The simplest design is the epi-fluorescence microscope, which consists of a light microscope in which light reflected from the sample is at a longer wave-length than that of the excitation light. The basic principle is of a vertical illuminator in which one side contains the light source (called epi-fluorescence or episcopic lamphouse) and the filter cube turret at the other end (between the objective and the eyepiece/camera). Multispectral light, usually from an arc-discharge lamp, passes through selective excitation filter (usually ultraviolet, blue or green) to produce a bandwidth of the desired wavelengths. The light is then reflected from a dichromatic (often called dichroic) mirror or beamsplitter, through the microscope’s objective to illuminate the sample with intense, specific, light.

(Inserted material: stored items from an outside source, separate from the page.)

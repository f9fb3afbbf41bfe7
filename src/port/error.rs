//! Port-specific error types.
//!
//! Every failure a port operation can report lives here. Configuration errors
//! (`Unsupported*`, `InvalidArgument`) and capability errors (`NotSupported`)
//! are final. `DeadlineExceeded` is the one non-fatal outcome: the port stays
//! usable and the caller may simply read again.

use super::traits::{Parity, StopBits};
use std::io;
use std::time::Duration;
use thiserror::Error;

/// Errors that can occur during serial port operations.
#[derive(Debug, Error)]
pub enum PortError {
    /// The requested number of data bits is not supported by the backend.
    #[error("unsupported serial data size: {0}")]
    UnsupportedSize(u8),

    /// The requested stop-bit setting is not supported by the backend.
    #[error("unsupported stop bit setting: {0}")]
    UnsupportedStopBits(StopBits),

    /// The requested parity is not supported by the backend.
    #[error("unsupported parity setting: {0}")]
    UnsupportedParity(Parity),

    /// A configuration value is malformed (empty name, zero baud, ...).
    #[error("invalid argument: {0}")]
    InvalidArgument(String),

    /// The backend cannot perform this operation at all.
    #[error("operation not supported: {0}")]
    NotSupported(&'static str),

    /// A read deadline elapsed before any byte arrived.
    #[error("read deadline of {0:?} exceeded")]
    DeadlineExceeded(Duration),

    /// The port was closed, possibly from another thread.
    #[error("port is closed")]
    Closed,

    /// The device went away (hang-up, removal, closed peer).
    #[error("device disconnected")]
    Disconnected,

    /// The specified serial port was not found on the system.
    #[error("serial port not found: {0}")]
    NotFound(String),

    /// A write failed after part of the buffer had been accepted.
    #[error("write failed after {written} byte(s): {source}")]
    Incomplete {
        written: usize,
        #[source]
        source: Box<PortError>,
    },

    /// An I/O error occurred during port operations.
    #[error("I/O error: {0}")]
    Io(#[from] io::Error),

    /// A serialport-specific error occurred.
    #[error("serial port error: {0}")]
    Serial(#[from] serialport::Error),
}

impl PortError {
    /// Create a NotFound error from a port name.
    pub fn not_found(port_name: impl Into<String>) -> Self {
        Self::NotFound(port_name.into())
    }

    /// Create an InvalidArgument error from a message.
    pub fn invalid_argument(message: impl Into<String>) -> Self {
        Self::InvalidArgument(message.into())
    }

    /// Create a NotSupported error naming the missing operation.
    pub fn not_supported(operation: &'static str) -> Self {
        Self::NotSupported(operation)
    }

    /// Wrap `source` with the count of bytes already written.
    ///
    /// When nothing was written the source error is returned unchanged, so
    /// `Incomplete` always means a genuine partial write.
    pub fn incomplete(written: usize, source: PortError) -> Self {
        if written == 0 {
            source
        } else {
            Self::Incomplete {
                written,
                source: Box::new(source),
            }
        }
    }

    /// True when a read gave up because its deadline elapsed.
    ///
    /// Callers should treat this as "no data yet" and may read again; every
    /// other read error is terminal for the port.
    pub fn is_deadline_exceeded(&self) -> bool {
        matches!(self, Self::DeadlineExceeded(_))
    }

    /// True when the port can no longer carry data.
    pub fn is_end_of_stream(&self) -> bool {
        matches!(self, Self::Closed | Self::Disconnected)
    }
}

impl From<PortError> for io::Error {
    fn from(err: PortError) -> Self {
        let err = match err {
            PortError::Io(inner) => return inner,
            other => other,
        };
        let kind = match &err {
            PortError::DeadlineExceeded(_) => io::ErrorKind::TimedOut,
            PortError::Closed => io::ErrorKind::NotConnected,
            PortError::Disconnected => io::ErrorKind::BrokenPipe,
            PortError::NotFound(_) => io::ErrorKind::NotFound,
            PortError::NotSupported(_) => io::ErrorKind::Unsupported,
            PortError::UnsupportedSize(_)
            | PortError::UnsupportedStopBits(_)
            | PortError::UnsupportedParity(_)
            | PortError::InvalidArgument(_) => io::ErrorKind::InvalidInput,
            PortError::Io(_) | PortError::Incomplete { .. } | PortError::Serial(_) => {
                io::ErrorKind::Other
            }
        };
        io::Error::new(kind, err)
    }
}

#[cfg(test)]
mod tests {
    use super::*;

    #[test]
    fn test_error_display() {
        let err = PortError::not_found("/dev/ttyUSB0");
        assert_eq!(err.to_string(), "serial port not found: /dev/ttyUSB0");

        let err = PortError::UnsupportedSize(9);
        assert_eq!(err.to_string(), "unsupported serial data size: 9");

        let err = PortError::UnsupportedParity(Parity::Mark);
        assert_eq!(err.to_string(), "unsupported parity setting: mark");

        let err = PortError::Closed;
        assert_eq!(err.to_string(), "port is closed");
    }

    #[test]
    fn test_deadline_error() {
        let err = PortError::DeadlineExceeded(Duration::from_millis(500));
        assert!(err.to_string().contains("500ms"));
        assert!(err.is_deadline_exceeded());
        assert!(!err.is_end_of_stream());
    }

    #[test]
    fn test_incomplete_without_progress_is_source() {
        let err = PortError::incomplete(0, PortError::Closed);
        assert!(matches!(err, PortError::Closed));

        let err = PortError::incomplete(3, PortError::Closed);
        match err {
            PortError::Incomplete { written, source } => {
                assert_eq!(written, 3);
                assert!(matches!(*source, PortError::Closed));
            }
            other => panic!("expected Incomplete, got {other:?}"),
        }
    }

    #[test]
    fn test_io_error_kinds() {
        let io_err: io::Error = PortError::DeadlineExceeded(Duration::from_millis(10)).into();
        assert_eq!(io_err.kind(), io::ErrorKind::TimedOut);

        let io_err: io::Error = PortError::not_supported("status").into();
        assert_eq!(io_err.kind(), io::ErrorKind::Unsupported);

        let io_err: io::Error = PortError::UnsupportedStopBits(StopBits::OnePointFive).into();
        assert_eq!(io_err.kind(), io::ErrorKind::InvalidInput);

        let original = io::Error::new(io::ErrorKind::PermissionDenied, "nope");
        let io_err: io::Error = PortError::Io(original).into();
        assert_eq!(io_err.kind(), io::ErrorKind::PermissionDenied);
    }
}
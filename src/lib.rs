//! Blocking serial port streams with one contract on every platform.
//!
//! Open a named port with a [`PortConfig`], then read and write bytes on it.
//! Reads block until at least one byte arrives, optionally bounded by a read
//! deadline. Writes block until every byte has been accepted. A port may be
//! read on one thread while another thread writes to it; closing it from any
//! thread wakes both.
//!
//! ```no_run
//! use serial_stream::{open_port, PortConfig, SerialPortAdapter};
//!
//! let port = open_port(PortConfig::new("COM5", 115200))?;
//! port.write_bytes(b"test")?;
//!
//! let mut buf = [0u8; 128];
//! let n = port.read_bytes(&mut buf)?;
//! println!("{:?}", &buf[..n]);
//! # Ok::<(), serial_stream::PortError>(())
//! ```
//!
//! # Modules
//!
//! - `port`: the port contract, configuration normalizer and backends
//! - `config`: TOML settings with environment overrides
//! - `logging`: tracing subscriber installation
//! - `error`: unified error for settings-driven opens

pub mod config;
pub mod error;
pub mod logging;
pub mod port;

pub use error::Error;
pub use port::{
    open_port, LineStatus, LoopbackPort, NativePort, Parity, PortBackend, PortConfig, PortError,
    ResolvedPortConfig, SerialPortAdapter, StopBits, SyncSerialPort,
};

pub use config::{ConfigError, ConfigLoader, ConfigResult, Settings};

/// Open the port described by `settings` with backend `B`.
///
/// The `[port]` section supplies the configuration; its read deadline, if
/// any, is applied once the port is open.
pub fn open_with_settings<B: PortBackend>(settings: &Settings) -> Result<B, Error> {
    let config = settings.port.to_port_config()?;
    let port = B::open(config)?;
    if let Some(deadline) = settings.port.read_deadline() {
        port.set_read_deadline(deadline)?;
    }
    Ok(port)
}

/// Open the native port described by `settings`.
pub fn open_from_settings(settings: &Settings) -> Result<NativePort, Error> {
    open_with_settings(settings)
}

If the sample fluoresces, the emission light that is gathered by the objective passes back through the dichroic mirror. The beam is then filtered again by the emission filter (or barrier filter) which blocks the unwanted excitation light that is reflected by the sample.
One advantage of the epi-fluorescent microscope is that the excitation light passes through the objective lens (which, in this case, acts as a condenser), and the emission light goes through the same lens back to the eyepiece/detector. Because the same, single part of the microscope is used both as condenser and as objective to view the sample, there is always perfect alignment.
Another advantage of this microscope is that it is cheap (relative to other, more advanced microscopes). It also requires low maintenance, low power, takes less space and relatively easy to operate. Thus, this microscope is suitable for labs with low budget, and no need for high-resolution, low background, pictures.
However, the epi microscope’s major drawback is the background fluorescence. Since the excitation light passes through the entire specimen (in the field of view of the objective), it excites all the fluorescent molecules in the entire volume of the specimen. Thus, light emitted from the entire volume will be detected. This may create a background fluorescence that will affect the overall signal to noise ratio.
Several solutions have been developed, among them Confocal microscopy, TIRF and others which we will discuss in later posts.